• **ASSIGNMENT**
Every record must reappear in the answer exactly as given.

......

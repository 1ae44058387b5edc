pub mod message;
pub mod user;
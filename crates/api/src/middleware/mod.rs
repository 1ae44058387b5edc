//! Request authentication.
//!
//! - [`auth::AuthUser`] -- Extracts the verified caller from a Bearer token.

pub mod auth;
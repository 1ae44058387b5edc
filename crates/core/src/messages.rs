//! Message read-state rule.
//!
//! Marking a message as read is idempotent: the first call stamps `read_at`,
//! later calls leave the original timestamp in place. `read_at` is therefore
//! never cleared and never moves backward.

use crate::types::Timestamp;

/// Resolve the `read_at` value to store when the recipient marks a message read.
pub fn resolve_read_at(current: Option<Timestamp>, now: Timestamp) -> Timestamp {
    current.unwrap_or(now)
}

#[cfg(test)]
mod tests {
    use chrono::{Duration, Utc};

    use super::*;

    #[test]
    fn first_read_stamps_now() {
        let now = Utc::now();
        assert_eq!(resolve_read_at(None, now), now);
    }

    #[test]
    fn repeat_read_keeps_original_timestamp() {
        let first = Utc::now();
        let later = first + Duration::seconds(30);
        assert_eq!(resolve_read_at(Some(first), later), first);
    }

    #[test]
    fn earlier_clock_never_moves_read_at_backward() {
        let first = Utc::now();
        let skewed = first - Duration::hours(1);
        assert_eq!(resolve_read_at(Some(first), skewed), first);
    }
}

......

• **RESULT OF THIS EXERCISE**
repository 1ae44058387b5edc
pub mod message;
pub mod user;
filename crates/api/src/middleware/mod.rs
repository 1ae44058387b5edc
//! Request authentication.
//!
//! - [`auth::AuthUser`] -- Extracts the verified caller from a Bearer token.

pub mod auth;
repository 1ae44058387b5edc
filename crates/core/src/messages.rs
//! Message read-state rule.
//!
//! Marking a message as read is idempotent: the first call stamps `read_at`,
//! later calls leave the original timestamp in place. `read_at` is therefore
//! never cleared and never moves backward.

use crate::types::Timestamp;

/// Resolve the `read_at` value to store when the recipient marks a message read.
pub fn resolve_read_at(current: Option<Timestamp>, now: Timestamp) -> Timestamp {
    current.unwrap_or(now)
}

#[cfg(test)]
mod tests {
    use chrono::{Duration, Utc};

    use super::*;

    #[test]
    fn first_read_stamps_now() {
        let now = Utc::now();
        assert_eq!(resolve_read_at(None, now), now);
    }

    #[test]
    fn repeat_read_keeps_original_timestamp() {
        let first = Utc::now();
        let later = first + Duration::seconds(30);
        assert_eq!(resolve_read_at(Some(first), later), first);
    }

    #[test]
    fn earlier_clock_never_moves_read_at_backward() {
        let first = Utc::now();
        let skewed = first - Duration::hours(1);
        assert_eq!(resolve_read_at(Some(first), skewed), first);
    }
}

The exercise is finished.